• **What is needed**
Could you state how many lines of the material hold "CalendarWidget"? Include nothing beyond the number.
-- Opening Marker --
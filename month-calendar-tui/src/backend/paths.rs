//! 默认路径

use std::path::PathBuf;

const APP_DIR: &str = "month-calendar";

/// 获取配置目录路径
fn get_config_dir() -> PathBuf {
    dirs::config_dir()
        .unwrap_or_else(|| PathBuf::from("."))
        .join(APP_DIR)
}

/// 获取数据目录路径
fn get_data_dir() -> PathBuf {
    dirs::data_local_dir()
        .unwrap_or_else(|| PathBuf::from("."))
        .join(APP_DIR)
}

/// 默认配置文件
pub fn default_config_file() -> PathBuf {
    get_config_dir().join("config.json")
}

/// 默认约会数据文件
pub fn default_data_file() -> PathBuf {
    get_data_dir().join("appointments.json")
}

/// 默认日志文件
pub fn default_log_file() -> PathBuf {
    get_data_dir().join("month-calendar.log")
}
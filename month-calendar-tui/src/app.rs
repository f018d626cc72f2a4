//!
//! app.rs
//! 应用主循环
//!
//!
//!
//! 在应用启动时（见 main.rs），App 初始化为以下状态：
//!
//! App {
//!
//!     should_quit: false,                             // 决定应用是否应该退出
//!     calendar: CalendarWidget {                      // 月历组件
//!         active: 今天所在的月份,
//!         editor: Hidden,
//!     },
//!     month: calendar.view(),                         // 当前 42 格月视图
//!     selected: 今天所在的格子,
//!     status_message: None,                           // 状态栏消息
//!     modal: 无弹窗,
//!     viewport: 上一帧的终端区域,
//!
//! }
//!
//!
//! 主循环大约每 100 ms 执行一次（取决于有无事件）
//! 应用的主循环中有：
//! loop {
//!
//!     let frame = terminal.draw(|f| view::render(&app , f))   // 渲染 UI
//!     app.viewport = frame.area                               // 记录区域，鼠标命中测试要用
//!     if app.should_quit { break }                            // 检查 APP 是否应该退出
//!     if let Some(event) = poll_event() {                     // 轮询获取输入，在此等待 100ms
//!         let msg = handle_event(event , &app);               // 接收原始事件并翻译成消息
//!         update::update(&mut app , msg)                      // 更新状态
//!     }
//! }

use std::time::Duration;

use anyhow::Result;

use crate::event;
use crate::model::App;
use crate::update;
use crate::util::Term;
use crate::view;

/// 运行应用主循环
pub fn run(terminal: &mut Term, app: &mut App) -> Result<()> {
    loop {
        // 1. 渲染 UI
        let frame = terminal.draw(|frame| {
            view::render(app, frame);
        })?;
        app.viewport = frame.area;

        // 2. 检查是否应该退出
        if app.should_quit {
            break;
        }

        // 3. 轮询事件（100ms 超时）
        if let Some(event) = event::poll_event(Duration::from_millis(100))? {
            // 4. 处理事件，获取消息
            let msg = event::handle_event(event, app);

            // 5. 更新状态
            update::update(app, msg);
        }
    }

    log::info!("Exiting");
    Ok(())
}
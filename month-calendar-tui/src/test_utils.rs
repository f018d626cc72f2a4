//! 测试辅助

use chrono::NaiveDate;
use month_calendar_core::{
    AppointmentStore, CalendarError, CalendarResult, CalendarWidget, Clock, DateId, FixedClock,
    InMemoryAppointmentStore, WidgetOptions,
};

use crate::model::App;

/// 固定在 2026-10-17 的内存应用
pub fn test_app() -> App {
    test_app_with(Box::new(InMemoryAppointmentStore::new()))
}

/// 固定在 2026-10-17、使用指定仓库的应用
pub fn test_app_with(store: Box<dyn AppointmentStore>) -> App {
    let clock: Box<dyn Clock> = Box::new(FixedClock(
        NaiveDate::from_ymd_opt(2026, 10, 17).expect("valid date"),
    ));
    let calendar = CalendarWidget::new(store, clock, WidgetOptions::default());
    App::new(calendar).expect("view renders")
}

/// 读取正常、写入总是失败的仓库
pub struct FailingStore;

impl AppointmentStore for FailingStore {
    fn get(&self, _id: &DateId) -> CalendarResult<Option<String>> {
        Ok(None)
    }

    fn set(&mut self, _id: &DateId, _text: &str) -> CalendarResult<()> {
        Err(CalendarError::Storage("disk full".to_string()))
    }

    fn delete(&mut self, _id: &DateId) -> CalendarResult<bool> {
        Err(CalendarError::Storage("disk full".to_string()))
    }
}
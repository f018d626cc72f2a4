//! 弹窗状态定义

/// 弹窗类型
#[derive(Debug, Clone, PartialEq, Eq)]
pub enum Modal {
    /// 快捷键帮助
    Help,
}

/// 弹窗状态容器
#[derive(Debug, Default)]
pub struct ModalState {
    pub active: Option<Modal>,
}

impl ModalState {
    pub fn new() -> Self {
        Self::default()
    }

    /// 是否有弹窗打开
    pub fn is_open(&self) -> bool {
        self.active.is_some()
    }

    /// 显示帮助弹窗
    pub fn show_help(&mut self) {
        self.active = Some(Modal::Help);
    }

    /// 关闭弹窗
    pub fn close(&mut self) {
        self.active = None;
    }
}
//! Failures that abort a sandbox operation before it can even produce an
//! `ExecutionResult` — a process that never spawns, a turn-log directory that
//! can't be created. Everything else (not found, ambiguous edit, timeout,
//! non-zero exit) has a precise `ErrorKind` already and is returned as a
//! plain `ExecutionResult`; see `exec.rs`/`files.rs`/`search.rs`.

use thiserror::Error;

#[derive(Error, Debug)]
pub enum SandboxError {
    #[error("failed to spawn process: {0}")]
    Spawn(#[from] std::io::Error),

    #[error("sandbox unreachable: {0}")]
    Unreachable(String),
}
//! Errors that unwind out of the agent crate's own APIs, as opposed to
//! `ExecutionResult`s which are informational and flow back into a prompt.

#[derive(thiserror::Error, Debug)]
pub enum AgentError {
    #[error("parse error in <{tag}>: {message}")]
    Parse { tag: String, message: String },

    #[error("validation error: {0}")]
    Validation(String),

    #[error("llm error: {0}")]
    Llm(#[from] taskctl_llm::LlmError),

    #[error(transparent)]
    Core(#[from] taskctl_core::Error),
}

pub type Result<T> = std::result::Result<T, AgentError>;
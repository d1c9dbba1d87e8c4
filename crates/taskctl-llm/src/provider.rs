//! LLM Provider trait and error taxonomy.

use crate::types::{LlmRequest, LlmResponse};
use tokio_util::sync::CancellationToken;

pub type LlmResult<T> = Result<T, LlmError>;

#[derive(Debug, thiserror::Error)]
pub enum LlmError {
    #[error("request failed: {0}")]
    RequestFailed(String),

    #[error("authentication failed: {0}")]
    AuthFailed(String),

    #[error("rate limited: retry after {retry_after_ms}ms")]
    RateLimited { retry_after_ms: u64 },

    #[error("context overflow: {0}")]
    ContextOverflow(String),

    #[error("invalid response: {0}")]
    InvalidResponse(String),

    #[error("cancelled")]
    Cancelled,

    #[error("network error: {0}")]
    NetworkError(#[from] reqwest::Error),
}

impl LlmError {
    /// Transient failures the retry loop in `retry.rs` should retry: network
    /// blips, 5xx, and rate limiting. Auth failures, malformed responses, and
    /// context overflow are not — retrying them wastes the whole backoff budget
    /// on an error that will never resolve itself.
    pub fn is_retryable(&self) -> bool {
        matches!(self, LlmError::NetworkError(_) | LlmError::RequestFailed(_) | LlmError::RateLimited { .. })
    }
}

#[async_trait::async_trait]
pub trait LlmProvider: Send + Sync {
    fn name(&self) -> &str;

    /// A single, non-streaming completion call. Returns accumulated text plus
    /// token usage; never yields partial output.
    async fn complete(&self, request: LlmRequest, cancel: Option<CancellationToken>) -> LlmResult<LlmResponse>;
}
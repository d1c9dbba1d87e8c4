//! Boundary-behavior tests for the sandbox crate: exact timeout/truncation
//! thresholds, and the file manager's atomicity guarantees.

use std::time::Duration;
use taskctl_core::ErrorKind;
use taskctl_sandbox::{FileManager, SandboxExecutor, SearchManager};

// ===========================================================================
// Sandbox Executor — timeout boundary
// ===========================================================================

#[tokio::test]
async fn command_finishing_before_timeout_succeeds() {
    let exec = SandboxExecutor::new(Duration::from_secs(3), Duration::from_secs(30), 100 * 1024);
    let r = exec.exec("sleep 0.1 && echo done", true, None, None).await;
    assert!(r.ok);
    assert_eq!(r.payload, "done");
}

#[tokio::test]
async fn command_exceeding_timeout_is_killed() {
    let exec = SandboxExecutor::new(Duration::from_millis(200), Duration::from_secs(30), 100 * 1024);
    let r = exec.exec("sleep 10", true, None, None).await;
    assert_eq!(r.error_kind, Some(ErrorKind::Timeout));
}

#[tokio::test]
async fn requested_timeout_is_capped_at_hard_max() {
    let exec = SandboxExecutor::new(Duration::from_secs(30), Duration::from_millis(200), 100 * 1024);
    let r = exec.exec("sleep 10", true, Some(9999), None).await;
    assert_eq!(r.error_kind, Some(ErrorKind::Timeout));
}

// ===========================================================================
// Sandbox Executor — truncation boundary
// ===========================================================================

#[tokio::test]
async fn output_at_exactly_the_limit_is_not_truncated() {
    let exec = SandboxExecutor::new(Duration::from_secs(5), Duration::from_secs(30), 5);
    let r = exec.exec("printf hello", true, None, None).await;
    assert!(r.ok);
    assert_eq!(r.payload, "hello");
}

#[tokio::test]
async fn output_one_byte_over_the_limit_is_truncated() {
    let exec = SandboxExecutor::new(Duration::from_secs(5), Duration::from_secs(30), 5);
    let r = exec.exec("printf hello1", true, None, None).await;
    assert_eq!(r.error_kind, Some(ErrorKind::Truncated));
}

// ===========================================================================
// File Manager — atomicity and path contract
// ===========================================================================

#[tokio::test]
async fn multi_edit_failure_leaves_file_byte_for_byte_unchanged() {
    let dir = tempfile::tempdir().unwrap();
    let path = dir.path().join("file.txt");
    tokio::fs::write(&path, "alpha beta gamma\n").await.unwrap();
    let path_str = path.to_str().unwrap();

    let edits = vec![
        taskctl_core::EditOp { old_string: "alpha".into(), new_string: "ALPHA".into() },
        taskctl_core::EditOp { old_string: "delta".into(), new_string: "DELTA".into() },
    ];
    let r = FileManager::multi_edit(path_str, &edits).await;
    assert!(!r.ok);

    let on_disk = tokio::fs::read_to_string(&path).await.unwrap();
    assert_eq!(on_disk, "alpha beta gamma\n");
}

#[tokio::test]
async fn edit_inverse_restores_original_byte_for_byte() {
    let dir = tempfile::tempdir().unwrap();
    let path = dir.path().join("file.txt");
    let original = "the quick fox\n";
    tokio::fs::write(&path, original).await.unwrap();
    let path_str = path.to_str().unwrap();

    FileManager::edit(path_str, "quick", "slow", false).await;
    FileManager::edit(path_str, "slow", "quick", false).await;

    let on_disk = tokio::fs::read_to_string(&path).await.unwrap();
    assert_eq!(on_disk, original);
}

// ===========================================================================
// Search Manager
// ===========================================================================

#[test]
fn glob_with_no_matches_is_not_an_error() {
    let dir = tempfile::tempdir().unwrap();
    let search = SearchManager::new(1000);
    let r = search.glob("*.nonexistent", Some(dir.path().to_str().unwrap()));
    assert!(r.ok);
}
-- Closing Marker --
• **Expected answer**
3